Sandler plays Commander Jakub Procházka, who is halfway through a one-year solo mission past Jupiter to reach the Chopra cloud. For years, this beautiful purple nebula has grown visible from Earth, and has caused worldwide anxiety.

So Jakub takes one for humanity and volunteers for the mission at great personal cost, leaving behind his pregnant wife Lenka. (There’s always a pregnant wife to leave behind!)


While Jakub is trained to withstand prolonged isolation, Lenka too suffers from their separation and having to deal with the pregnancy on her own. She sends Jakub a video explaining that she wants to end their marriage. Knowing that the mission’s success depends on their cosmonaut’s mental health, Jakub’s superior suppresses the video.
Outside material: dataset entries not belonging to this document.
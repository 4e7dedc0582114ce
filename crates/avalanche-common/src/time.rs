//! Date range handling for event queries.

use chrono::{DateTime, Duration, NaiveDate, Utc};
use serde::{Deserialize, Serialize};

/// Start of the range when the caller gives no `start`.
pub const DEFAULT_START: (i32, u32, u32) = (2000, 1, 1);

/// End of the range when the caller gives neither `start` nor `end`.
pub const DEFAULT_END: (i32, u32, u32) = (2100, 1, 1);

/// A half-open `[start, end)` range of calendar dates.
#[derive(Debug, Clone, Copy, PartialEq, Eq, Serialize, Deserialize)]
pub struct DateRange {
    pub start: NaiveDate,
    pub end: NaiveDate,
}

impl DateRange {
    pub fn new(start: NaiveDate, end: NaiveDate) -> Self {
        Self { start, end }
    }

    /// Resolve the optional `start`/`end` request parameters.
    ///
    /// - neither: `[2000-01-01, 2100-01-01)`
    /// - start only: `[start, start + 1 day)`
    /// - end only: `[2000-01-01, end)`
    /// - both: `[start, end)`
    ///
    /// Empty strings count as absent.
    pub fn from_params(start: Option<&str>, end: Option<&str>) -> Result<Self, TimeParseError> {
        let start = start.map(str::trim).filter(|s| !s.is_empty());
        let end = end.map(str::trim).filter(|s| !s.is_empty());

        let range = match (start, end) {
            (None, None) => Self::new(default_start(), default_end()),
            (Some(s), None) => {
                let start = parse_date(s)?;
                let end = start
                    .checked_add_signed(Duration::days(1))
                    .ok_or_else(|| TimeParseError::OutOfRange(s.to_string()))?;
                Self::new(start, end)
            }
            (None, Some(e)) => Self::new(default_start(), parse_date(e)?),
            (Some(s), Some(e)) => Self::new(parse_date(s)?, parse_date(e)?),
        };

        Ok(range)
    }

    /// Number of days covered by the range (zero when inverted).
    pub fn days(&self) -> i64 {
        (self.end - self.start).num_days().max(0)
    }
}

impl Default for DateRange {
    fn default() -> Self {
        Self::new(default_start(), default_end())
    }
}

/// Parse an ISO 8601 date, or an RFC 3339 datetime truncated to its UTC date.
pub fn parse_date(s: &str) -> Result<NaiveDate, TimeParseError> {
    if let Ok(date) = NaiveDate::parse_from_str(s, "%Y-%m-%d") {
        return Ok(date);
    }

    if let Ok(dt) = DateTime::parse_from_rfc3339(s) {
        return Ok(dt.with_timezone(&Utc).date_naive());
    }

    Err(TimeParseError::InvalidFormat(s.to_string()))
}

fn default_start() -> NaiveDate {
    let (y, m, d) = DEFAULT_START;
    NaiveDate::from_ymd_opt(y, m, d).unwrap_or(NaiveDate::MIN)
}

fn default_end() -> NaiveDate {
    let (y, m, d) = DEFAULT_END;
    NaiveDate::from_ymd_opt(y, m, d).unwrap_or(NaiveDate::MAX)
}

#[derive(Debug, thiserror::Error)]
pub enum TimeParseError {
    #[error("Invalid date format: {0}")]
    InvalidFormat(String),

    #[error("Date out of range: {0}")]
    OutOfRange(String),
}
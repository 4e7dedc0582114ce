//! Database access for the avalanche map services.
//!
//! Provides:
//! - A growable connection pool with per-slot reinitialization
//! - A query executor that retries query-level failures with capped backoff
//! - The PostgreSQL connection manager and the event/statistics queries

pub mod error;
pub mod events;
pub mod executor;
pub mod manager;
pub mod pool;
pub mod postgres;
pub mod retry;

pub use error::DbError;
pub use events::{collect_features, EventGeometry, EventQuery, Statistics, StatisticsQuery};
pub use executor::{Query, QueryExecutor};
pub use manager::Manager;
pub use pool::{ConnectionPool, PoolConfig, PoolStatus, PooledConnection};
pub use postgres::{ping, PgManager};
pub use retry::{Backoff, RetryPolicy};
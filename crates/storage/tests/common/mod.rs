//! In-memory connection manager for pool and executor tests.

#![allow(dead_code)]

use std::sync::atomic::{AtomicBool, AtomicUsize, Ordering};
use std::sync::{Arc, Mutex};

use async_trait::async_trait;
use storage::{DbError, Manager};

/// A fake connection; `id` is unique per successful `connect`.
#[derive(Debug)]
pub struct MockConnection {
    pub id: usize,
}

#[derive(Default)]
struct MockState {
    next_id: AtomicUsize,
    connects: AtomicUsize,
    fail_connect: AtomicBool,
    closed: Mutex<Vec<usize>>,
}

/// Cloneable handle; clones share counters so tests can observe the pool's manager.
#[derive(Clone, Default)]
pub struct MockManager {
    state: Arc<MockState>,
}

impl MockManager {
    pub fn new() -> Self {
        Self::default()
    }

    /// Make subsequent `connect` calls fail (or succeed again).
    pub fn set_fail_connect(&self, fail: bool) {
        self.state.fail_connect.store(fail, Ordering::SeqCst);
    }

    /// Successful connects so far.
    pub fn connects(&self) -> usize {
        self.state.connects.load(Ordering::SeqCst)
    }

    /// Ids of connections closed by reinitialization, in order.
    pub fn closed(&self) -> Vec<usize> {
        self.state.closed.lock().unwrap().clone()
    }
}

#[async_trait]
impl Manager for MockManager {
    type Connection = MockConnection;

    async fn connect(&self) -> Result<MockConnection, DbError> {
        if self.state.fail_connect.load(Ordering::SeqCst) {
            return Err(DbError::Connect("connection refused".to_string()));
        }
        self.state.connects.fetch_add(1, Ordering::SeqCst);
        let id = self.state.next_id.fetch_add(1, Ordering::SeqCst);
        Ok(MockConnection { id })
    }

    async fn close(&self, conn: MockConnection) {
        self.state.closed.lock().unwrap().push(conn.id);
    }
}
When Lenka doesn’t respond to his calls, Jakub grows convinced that wife is ghosting him. He quickly sinks into a gravity well of depression. Unable to sleep, Jakub begins having nightmares about spiders on the shuttle. Before long, he discovers a spider the size of a Great Dane living in his bathroom.


It might be all that rigorous space training, but Jakub doesn’t freak out all that much. The spider, in Paul Dano’s silky voice and perfectly enunciated English, introduces itself and explains that like Jakub, it too is alone, the sole survivor of its people. As a Charlotte’s Web bond grows between them, Jakub names his new friend Hanuš.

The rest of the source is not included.